Lo Stato italiano riteneva che la differenziazione di genere nell’età pensionabile fosse da considerarsi come azione positiva ai sensi dell’art. 141, n. 4 del Trattato e, dunque, “come vantaggio specifico, diretto a evitare o compensare svantaggi nelle carriere, al fine di

assicurare una piena uguaglianza tra uomini e donne ”.

Si tratta di una argomentazione a mio giudizio debole: la fissazione di una diversa età pensionabile per le donne non potrebbe mai essere considerata alla stregua di strumento per ovviare agli svantaggi di carriera (si tratterebbe casomai di una ‘forma di risarcimento’ da parte dello Stato, per non aver saputo rinvenire strumenti efficaci volti a garantire le pari opportunità nell’accesso alla formazione professionale, alle carriere o agli avanzamenti di carriera !).

Argomentazione che, a ben guardare, la stessa Corte costituzionale non ha mai utilizzato nel riconoscere la legittimità costituzionale della disciplina differenziata dell’età pensionabile. Quest’ultima, infatti, come è stato osservato, ha sempre giustificato la legittimità di tale disciplina sotto il profilo della ragionevolezza, facendo leva sul differente e complesso ruolo della donna nella società.

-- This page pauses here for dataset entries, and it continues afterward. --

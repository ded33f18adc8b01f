//! Page-number pagination shared by every list endpoint.
//!
//! Requests carry a 1-based `page` and a `page_size`; repositories turn the
//! validated [`Pagination`] into `LIMIT`/`OFFSET` and pair the slice with a
//! total count computed from the same filter.

use serde::{Deserialize, Serialize};

use crate::error::CoreError;

// ---------------------------------------------------------------------------
// Defaults
// ---------------------------------------------------------------------------

/// Page used when the request omits `page`.
pub const DEFAULT_PAGE: i64 = 1;

/// Page size used when the request omits `page_size`.
pub const DEFAULT_PAGE_SIZE: i64 = 10;

/// Largest page size served; bigger requests are clamped to this.
pub const MAX_PAGE_SIZE: i64 = 100;

// ---------------------------------------------------------------------------
// Types
// ---------------------------------------------------------------------------

/// Raw `?page=&page_size=` query parameters.
#[derive(Debug, Clone, Copy, Default, Deserialize)]
pub struct PageRequest {
    pub page: Option<i64>,
    pub page_size: Option<i64>,
}

/// A validated page window.
#[derive(Debug, Clone, Copy, PartialEq, Eq)]
pub struct Pagination {
    pub page: i64,
    pub page_size: i64,
}

impl Pagination {
    /// Rows to skip before the requested page.
    ///
    /// Saturates at `i64::MAX` so far-out pages still reach the database and
    /// come back empty.
    pub fn offset(&self) -> i64 {
        (self.page - 1).saturating_mul(self.page_size)
    }

    /// Rows to return (`LIMIT`).
    pub fn limit(&self) -> i64 {
        self.page_size
    }
}

impl Default for Pagination {
    fn default() -> Self {
        Self {
            page: DEFAULT_PAGE,
            page_size: DEFAULT_PAGE_SIZE,
        }
    }
}

impl PageRequest {
    /// Validate the raw parameters.
    ///
    /// Missing values take defaults; `page < 1` or `page_size < 1` is a
    /// validation error; oversized pages are clamped to [`MAX_PAGE_SIZE`].
    /// There is no upper bound on `page`.
    pub fn validate(&self) -> Result<Pagination, CoreError> {
        let page = self.page.unwrap_or(DEFAULT_PAGE);
        if page < 1 {
            return Err(CoreError::Validation(format!(
                "page must be at least 1, got {page}"
            )));
        }

        let page_size = self.page_size.unwrap_or(DEFAULT_PAGE_SIZE);
        if page_size < 1 {
            return Err(CoreError::Validation(format!(
                "page_size must be greater than 0, got {page_size}"
            )));
        }

        Ok(Pagination {
            page,
            page_size: page_size.min(MAX_PAGE_SIZE),
        })
    }
}

/// One page of results plus the total count of matching rows.
#[derive(Debug, Clone, Serialize)]
pub struct Page<T> {
    pub items: Vec<T>,
    pub total: i64,
    pub page: i64,
    pub page_size: i64,
    pub pages: i64,
}

impl<T> Page<T> {
    pub fn new(items: Vec<T>, total: i64, pagination: Pagination) -> Self {
        Self {
            items,
            total,
            page: pagination.page,
            page_size: pagination.page_size,
            pages: page_count(total, pagination.page_size),
        }
    }

    /// Transform every item, keeping the paging metadata.
    pub fn map<U>(self, f: impl FnMut(T) -> U) -> Page<U> {
        Page {
            items: self.items.into_iter().map(f).collect(),
            total: self.total,
            page: self.page,
            page_size: self.page_size,
            pages: self.pages,
        }
    }
}

/// Number of pages needed for `total` rows.
pub fn page_count(total: i64, page_size: i64) -> i64 {
    if total <= 0 || page_size <= 0 {
        return 0;
    }
    (total + page_size - 1) / page_size
}

/// Build a case-insensitive `ILIKE` pattern matching `needle` as a substring.
///
/// `%`, `_`, and `\` are escaped so user input is matched literally.
pub fn like_pattern(needle: &str) -> String {
    let mut pattern = String::with_capacity(needle.len() + 2);
    pattern.push('%');
    for ch in needle.chars() {
        if matches!(ch, '%' | '_' | '\\') {
            pattern.push('\\');
        }
        pattern.push(ch);
    }
    pattern.push('%');
    pattern
}

/// Normalise an optional search term: blank strings become `None`.
pub fn search_term(raw: Option<&str>) -> Option<String> {
    raw.map(str::trim)
        .filter(|s| !s.is_empty())
        .map(like_pattern)
}

// ---------------------------------------------------------------------------
// Tests
// ---------------------------------------------------------------------------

E’ proprio in ragione di questa argomentazione che devono essere ‘prese sul serio’ le affermazioni della Corte di Giustizia, secondo cui: “i provvedimenti nazionali

contemplati da tale disposizione (dall’art. 141 n. 4) debbono, in ogni caso, contribuire ad aiutare la donna a vivere la propria vita lavorativa su un piano di parità rispetto all’uomo.”. Finalità a

cui non è certamente diretta la fissazione di un’età differente in ragione del sesso del dipendente pubblico in quanto, tale provvedimento “non è tale da compensare gli

svantaggi ai quali sono esposte le carriere dei dipendenti pubblici di sesso femminile aiutando queste donne nella loro vota professionale e ponendo rimedio ai problemi che esse possono incontrare durante la loro carriera professionale.”.

Si tratta di una affermazione che suona a mo’ di monito nei confronti dello Stato italiano, il quale dovrebbe altresì ‘approfittare’ di tale sentenza, per rivedere lo stato di attuazione delle politiche delle pari opportunità in ambito lavorativo e non e garantire più agevolazioni e servizi pubblici per permettere alle donne di affermarsi in tutta la sua ‘naturale’ differenza nei molteplici ruoli che ancora oggi è tenuta a ricoprire e, contemporaneamente, per garantirle l’opportunità di raggiungere i medesimi traguardi professionali degli uomini.